Finalement qui saura surmonter cet obstacle ? Le Parti communiste chinois. Selon le professeur ZHANG Weiwei, le PCC est un parti politique qui représente les intérêts intégraux. La différence des partis politiques occidentaux par rapport au PCC se situe dans le fait que les premiers ne représentent que des intérêts partiels d’un nombre limité de citoyens. Le PCC quant à lui est le groupe de pionniers du peuple chinois et gouverne le pays en incarnant la volonté du plus grand nombre de son peuple. Tout comme le président XI Jinping l’a souligné, le PCC ne se permet pas de ne représenter que des intérêts d’aucun groupe d’intérêts ou d’influence ni ceux d’aucune classe privilégiée. Le patrimoine de doctrine politique chinoise pérennisée depuis trois millénaires trouve en PCC un héritier naturel et se cristallise grace aux efforts entrepris par celui-ci.
Dans un tel contexte il est d’autant plus facile de comprendre la notion de la démocratie chinoise couvrant l’ensemble du processus. La démocratie pour 1,4 milliards de Chinois ne saurait être la même que la démocratie occidentale basée sur des élections en cycle et sur le jeu des lobbyistes pour leurs intérêts particuliers. Elle se doit être cette démocratie immersive dans tous les domaines, au cours de tous les processus et se situant sur tous les niveaux. Des plus petites affaires comme ramasser du bois de chauffage ou l’entente entre les villageois jusqu’à la législation et l’élaboration de la stratégie du développement d’un pays, on compte toujours sur la concertation pour trouver des solutions de manière collégiale.
La Chine privilégie le consensus et est contre l’abus des votes. Que ce soit dans la structure la plus basique du PCC ou bien à l’Assemblée populaire nationale qui légifère, il faut toujours suffisamment délibérer et consulter avant de passer au vote pour faire converger les avis différents et rassembler le plus grand nombre au lieu d’écraser tout simplement les voix différentes. La Chine n’a absolument pas besoin d’une démocratie du genre de celle aux états-Unis où un vote de plus suffit pour écraser ceux d’en face au Congrès afin de légiférer ou encore pour élire un président.

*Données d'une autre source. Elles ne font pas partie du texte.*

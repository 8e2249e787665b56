//! Wire encodings of request bodies.
//!
//! [`serialize_body`] turns a mapped body into a [`WireBody`] for the
//! operation's declared content type. A `WireBody` owns all of its bytes,
//! so a retried request resends exactly what the first attempt sent.

use bytes::{Bytes, BytesMut};
use futures::TryStreamExt;
use reqwest::header::CONTENT_TYPE;
use tracing::debug;

use crate::error::SerializeError;
use crate::value::{BinaryPayload, BodyMap, BodyValue};

/// `application/json`
pub const JSON: &str = "application/json";
/// `application/x-www-form-urlencoded`
pub const FORM_URLENCODED: &str = "application/x-www-form-urlencoded";
/// `multipart/form-data`
pub const MULTIPART_FORM_DATA: &str = "multipart/form-data";

/// One field of a multipart body.
#[derive(Debug, Clone, PartialEq)]
pub enum MultipartField {
    Text {
        name: String,
        value: String,
    },
    File {
        name: String,
        file_name: String,
        mime: String,
        content: Bytes,
    },
}

impl MultipartField {
    pub fn name(&self) -> &str {
        match self {
            Self::Text { name, .. } | Self::File { name, .. } => name,
        }
    }
}

/// A serialized, replayable request body.
#[derive(Debug, Clone, PartialEq)]
pub enum WireBody {
    /// JSON text.
    Json(String),
    /// URL-encoded form text.
    Form(String),
    /// Multipart form fields, in field order.
    Multipart(Vec<MultipartField>),
}

impl WireBody {
    /// The content type sent with this body.
    pub fn content_type(&self) -> &'static str {
        match self {
            Self::Json(_) => JSON,
            Self::Form(_) => FORM_URLENCODED,
            Self::Multipart(_) => MULTIPART_FORM_DATA,
        }
    }

    /// Attaches the body to a request.
    ///
    /// Multipart forms are rebuilt on every call because `reqwest` consumes
    /// them.
    ///
    /// ## Errors
    ///
    /// Returns an error if a sniffed MIME type is rejected by `reqwest`.
    pub fn apply(
        &self,
        request: reqwest::RequestBuilder,
    ) -> Result<reqwest::RequestBuilder, reqwest::Error> {
        match self {
            Self::Json(text) | Self::Form(text) => Ok(request
                .header(CONTENT_TYPE, self.content_type())
                .body(text.clone())),
            Self::Multipart(fields) => {
                let mut form = reqwest::multipart::Form::new();
                for field in fields {
                    form = match field {
                        MultipartField::Text { name, value } => {
                            form.text(name.clone(), value.clone())
                        }
                        MultipartField::File {
                            name,
                            file_name,
                            mime,
                            content,
                        } => {
                            let part = reqwest::multipart::Part::bytes(content.to_vec())
                                .file_name(file_name.clone())
                                .mime_str(mime)?;
                            form.part(name.clone(), part)
                        }
                    };
                }
                Ok(request.multipart(form))
            }
        }
    }
}

/// Returns the lower-cased media type of a content type, without
/// parameters.
pub(crate) fn essence(content_type: &str) -> String {
    content_type
        .split(';')
        .next()
        .unwrap_or_default()
        .trim()
        .to_ascii_lowercase()
}

/// Serializes a mapped body for `content_type`.
///
/// Returns `Ok(None)` for content types the runtime does not encode; the
/// request is then sent without a body.
///
/// ## Errors
///
/// Returns [`SerializeError`] if a form body is not an object, a byte
/// stream cannot be read, or JSON encoding fails.
///
/// ## Examples
///
/// ```
/// # tokio::runtime::Builder::new_current_thread().build().unwrap().block_on(async {
/// use api_runtime::serialize::{serialize_body, WireBody};
/// use api_runtime::BodyValue;
/// use serde_json::json;
///
/// let body = BodyValue::from(json!({ "name": "Acme", "tags": ["a", "b"] }));
/// let wire = serialize_body("application/x-www-form-urlencoded", body).await.unwrap();
/// assert_eq!(
///     wire,
///     Some(WireBody::Form("name=Acme&tags=%5B%22a%22%2C%22b%22%5D".to_string()))
/// );
/// # });
/// ```
pub async fn serialize_body(
    content_type: &str,
    value: BodyValue,
) -> Result<Option<WireBody>, SerializeError> {
    match essence(content_type).as_str() {
        JSON => Ok(Some(WireBody::Json(serde_json::to_string(&value)?))),
        FORM_URLENCODED => {
            let fields = expect_object(FORM_URLENCODED, value)?;
            Ok(Some(WireBody::Form(encode_form(&fields))))
        }
        MULTIPART_FORM_DATA => {
            let fields = expect_object(MULTIPART_FORM_DATA, value)?;
            Ok(Some(WireBody::Multipart(encode_multipart(fields).await?)))
        }
        other => {
            debug!(content_type = %other, "no encoder for content type, sending without body");
            Ok(None)
        }
    }
}

fn expect_object(content_type: &str, value: BodyValue) -> Result<BodyMap, SerializeError> {
    match value {
        BodyValue::Object(fields) => Ok(fields),
        other => Err(SerializeError::NotAnObject {
            content_type: content_type.to_string(),
            found: other.type_name(),
        }),
    }
}

fn encode_form(fields: &BodyMap) -> String {
    let mut form = url::form_urlencoded::Serializer::new(String::new());
    for (name, value) in fields {
        if let Some(text) = value.render_text() {
            form.append_pair(name, &text);
        }
    }
    form.finish()
}

async fn encode_multipart(fields: BodyMap) -> Result<Vec<MultipartField>, SerializeError> {
    let mut out = Vec::with_capacity(fields.len());
    for (name, value) in fields {
        let content = match value {
            BodyValue::Binary(BinaryPayload::Bytes(bytes)) => bytes,
            BodyValue::Binary(BinaryPayload::Stream(stream)) => {
                let Some(stream) = stream.take() else {
                    return Err(SerializeError::StreamConsumed { field: name });
                };
                let buffer = stream
                    .try_fold(BytesMut::new(), |mut buffer, chunk| async move {
                        buffer.extend_from_slice(&chunk);
                        Ok(buffer)
                    })
                    .await
                    .map_err(|source| SerializeError::Stream {
                        field: name.clone(),
                        source,
                    })?;
                buffer.freeze()
            }
            other => {
                if let Some(text) = other.render_text() {
                    out.push(MultipartField::Text { name, value: text });
                }
                continue;
            }
        };

        match infer::get(&content) {
            Some(kind) => out.push(MultipartField::File {
                name,
                file_name: format!("temp.{}", kind.extension()),
                mime: kind.mime_type().to_string(),
                content,
            }),
            None => debug!(field = %name, "skipping binary field with undetectable content type"),
        }
    }
    Ok(out)
}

Et le plus important de tout, c’est que la démocratie aux caractères chinois ne saurait exister sans le leadership du Parti communiste chinois. La grande richesse culturelle extrêmement variée du pays, les milliers d’intérêts qui s’entrecroisent dans la société ainsi que le déséquilibre de développement entre les différentes régions sur son immense territoire font qu’il n’y a que le Parti communiste chinois qui est qualifié pour se porter garant du système de l’Assemblée populaire permettant ainsi aux représentants populaires provenant des régions, des milieux et des ethnies extrêmement variés de se rassembler et représenter à l’APN les intérêts de l’ensemble de la nation chinoise. Il n’y a que le Parti communiste chinois qui se voit doter les moyens de réaliser l’intégration de l’unité et la diversité. Voici donc l’avantage fondamental de la démocratie couvrant l’ensemble du processus et la raison pour laquelle la démocratie en Chine peut être qualifiée de ? complète ?.